Mal começou o ano e já prospera, com vigor e
desenvoltura, o autoritarismo por meio de palavras e atitudes. Baseado em um
entendimento limitado do que é certo e errado, moral, imoral ou amoral,
aceitável ou inaceitável, há gente que apoia a imbecilidade de que índios sejam
covardemente mortos por desmiolados no meio da rua e famílias sejam dizimadas
por cangaceiros de farda. A continuarmos neste ritmo, passaremos em breve, a
viver períodos obscuros que pensávamos ter deixado para trás.
Tenho percebido que, no fundo, poucos se
importam em compreender e interpretar alguma notícia de jornal ou revista. A
maioria “anda na carona” de quem adora “soltar o verbo”, principalmente nas
redes sociais. Vivemos tempos nos quais algumas lideranças não hesitam em
conectar-se a ódios ancestrais e tabus da idade da pedra. Na maioria das vezes,
a lógica é a do linchamento. Não importa o que aconteceu de verdade. Se o indivíduo
está sendo insultado é porque, segundo o senso comum, deve ser culpado de
alguma coisa.
Durante a Contra Reforma era habitual lançar
ao fogo quem ousasse questionar a interpretação de certos dogmas. Na verdade,
não era a fé e a doutrina que estavam sendo defendidos, mas a manutenção de uma
hegemonia. É sabido que quem detém a interpretação sobre como deve ser a morte,
a vida e, mais importante, a vida após a morte, em geral, é capaz de controlar
o mundo.
É um processo se repete ainda hoje com
pessoas e movimentos que usam a justificativa da ''moralidade'' para atacar
manifestações em desacordo com sua visão de mundo. Os mais inocentes acham que
estão atuando em nome da vontade de Deus ou em defesa das famílias. Os mais
espertos, querem promover sua imagem como ''guardiões dos valores'' para uma
determinada fatia da população. Almejam serem vistos como ''críticos'' para
aumentar a sua capacidade de construir significados e sentidos coletivos.

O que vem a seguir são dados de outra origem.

// Copyright 2025 the Reticle Authors
// SPDX-License-Identifier: Apache-2.0 OR MIT

//! Contracts the engine needs from the host scene graph.
//!
//! The engine never owns or mutates the scene. It reads tree links,
//! world transforms, and per-node policy, and asks nodes to raycast or
//! describe their bounds. [`SceneGraph`] is object safe; intersectors and
//! traversal take `&dyn SceneGraph<K>`.

use glam::{Affine3A, Vec3};
use reticle_geometry::{Aabb3, Ray3, Sphere3};
use smallvec::SmallVec;

use crate::policy::NodePolicy;
use crate::types::EventTarget;

/// Raw world-space hit reported by a node.
#[derive(Clone, Copy, Debug, PartialEq)]
pub struct RawHit {
    /// Distance from the probe origin: along the ray for rays and segments,
    /// from the center for spheres.
    pub distance: f32,
    /// World-space hit point.
    pub point: Vec3,
    /// World-space normal, when the surface has one.
    pub normal: Option<Vec3>,
    /// Face index, when the surface has faces.
    pub face_index: Option<u32>,
    /// Instance index for instanced geometry.
    pub instance_id: Option<u32>,
}

/// Bounds a node exposes to volume probes.
#[derive(Clone, Copy, Debug)]
pub enum NodeGeometry<'a> {
    /// Ordinary mesh with a local bounding box.
    Mesh {
        /// Local bounds.
        bounds: Aabb3,
    },
    /// Instanced mesh: one local box, repeated under per-instance transforms.
    Instanced {
        /// Local bounds of one instance.
        bounds: Aabb3,
        /// Instance transforms, relative to the node.
        instances: &'a [Affine3A],
    },
    /// The node answers sphere probes itself through [`SceneGraph::spherecast`].
    Custom,
}

/// Read-only view of a scene graph.
pub trait SceneGraph<K: Copy> {
    /// Root node.
    fn root(&self) -> K;

    /// Parent of `node`, `None` for the root or detached nodes.
    fn parent_of(&self, node: K) -> Option<K>;

    /// Children of `node`, in traversal order.
    fn children_of(&self, node: K) -> &[K];

    /// Policy `node` declares locally.
    fn policy(&self, node: K) -> NodePolicy<'_, K>;

    /// Current world transform of `node`.
    fn world_transform(&self, node: K) -> Affine3A;

    /// Append every hit of the world-space `ray` against `node` to `hits`.
    fn raycast(&self, node: K, ray: &Ray3, hits: &mut SmallVec<[RawHit; 4]>);

    /// Bounds for volume probes, or `None` if the node has no geometry.
    fn geometry(&self, node: K) -> Option<NodeGeometry<'_>>;

    /// Closest hit of a world-space sphere against a [`NodeGeometry::Custom`] node.
    fn spherecast(&self, node: K, sphere: &Sphere3) -> Option<RawHit> {
        let _ = (node, sphere);
        None
    }
}

/// Answers whether a node carries pointer listeners.
///
/// Drives the [`Listener`](crate::policy::PointerEventsMode::Listener) policy.
pub trait ListenerLookup<K> {
    /// Whether `node` itself has at least one pointer listener.
    fn has_listener(&self, node: K) -> bool;
}

/// Lookup that reports no listeners anywhere.
#[derive(Clone, Copy, Debug, Default)]
pub struct NoListeners;

impl<K> ListenerLookup<K> for NoListeners {
    fn has_listener(&self, _: K) -> bool {
        false
    }
}

impl<K, F: Fn(K) -> bool> ListenerLookup<K> for F {
    fn has_listener(&self, node: K) -> bool {
        self(node)
    }
}

/// Ancestor chain of a target, leaf to root.
pub type AncestorChain<K> = SmallVec<[EventTarget<K>; 8]>;

/// Collect `target` and its ancestors, leaf to root.
///
/// The void target is parented to the scene root.
pub fn ancestors<K: Copy + PartialEq>(
    scene: &dyn SceneGraph<K>,
    target: EventTarget<K>,
) -> AncestorChain<K> {
    let mut chain = AncestorChain::new();
    let mut cur = match target {
        EventTarget::Node(node) => Some(node),
        EventTarget::Void => {
            chain.push(EventTarget::Void);
            Some(scene.root())
        }
    };
    while let Some(node) = cur {
        chain.push(EventTarget::Node(node));
        cur = scene.parent_of(node);
    }
    chain
}

/// World transform of a target; identity for the void.
pub fn target_transform<K: Copy>(scene: &dyn SceneGraph<K>, target: EventTarget<K>) -> Affine3A {
    match target {
        EventTarget::Node(node) => scene.world_transform(node),
        EventTarget::Void => Affine3A::IDENTITY,
    }
}


#[cfg(test)]
mod tests {
    use super::test_scene::BoxScene;
    use super::*;

    #[test]
    fn ancestors_run_leaf_to_root() {
        let mut scene = BoxScene::new();
        let a = scene.add_box(0, Vec3::ZERO, 1.0);
        let b = scene.add_box(a, Vec3::ZERO, 1.0);
        let chain = ancestors(&scene, EventTarget::Node(b));
        assert_eq!(
            chain.as_slice(),
            &[
                EventTarget::Node(b),
                EventTarget::Node(a),
                EventTarget::Node(0)
            ]
        );
    }

    #[test]
    fn void_is_parented_to_root() {
        let scene = BoxScene::new();
        let chain = ancestors(&scene, EventTarget::Void);
        assert_eq!(chain.as_slice(), &[EventTarget::Void, EventTarget::Node(0)]);
    }

    #[test]
    fn closures_are_listener_lookups() {
        let lookup = |n: u32| n == 3;
        assert!(ListenerLookup::has_listener(&lookup, 3));
        assert!(!ListenerLookup::has_listener(&NoListeners, 3_u32));
    }
}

Com o advento da democracia, o direito ao
pleno exercício do pensamento passou a ser garantido. Todavia, a liberdade de
expressão não é um direito fundamental absoluto, porque não há direitos
absolutos. Não se pode usar a liberdade de expressão, por exemplo, para forçar
outra pessoa a calar. Ou seja, uma interpretação equivocada acerca das
liberdades individuais, como se elas não tivessem limites e nem demandassem
responsabilidades, tem feito com que alguns grupos ou lideranças se valham da
livre expressão para subverter a própria democracia.
O que a maior parte das pessoas que adotam a
censura ou o controle como modelo de atuação não sabem é que não se mata uma
ideia calando quem a carrega. Uma ideia não pertence a uma única pessoa ou
instituição. Ela é a somatória das experiências de vidas que se alargam pela
razão. Há infinitos exemplos que respaldam esta afirmação. Martin Luther King,
Mahatma Gandhi, Madre Tereza de Calcutá, Nelson Mandela, entre outros. Uma
ideia se multiplica e, com isso, transforma a vida de todos os envolvidos,
mesmo que não seja reconhecida num primeiro momento.
O exercício das liberdades pressupõe
responsabilidade e limites. Quem não consegue conviver de acordo com estes
parâmetros, deveria recolher-se em sua incapacidade de viver em sociedade, e,
de preferência, permanecer no seu cantinho. Quem vive ameaçando e impondo um
discurso movido a ódio e intolerância contra os seus semelhantes, distorce o mundo
e torna o ato de atacar, banal. Pior, alimenta uma legião de
seguidores malucos que acham que tudo só pode ser resolvido na força.
Esquecem que a grande virtude humana nunca foi e nunca será a força, mas o diálogo.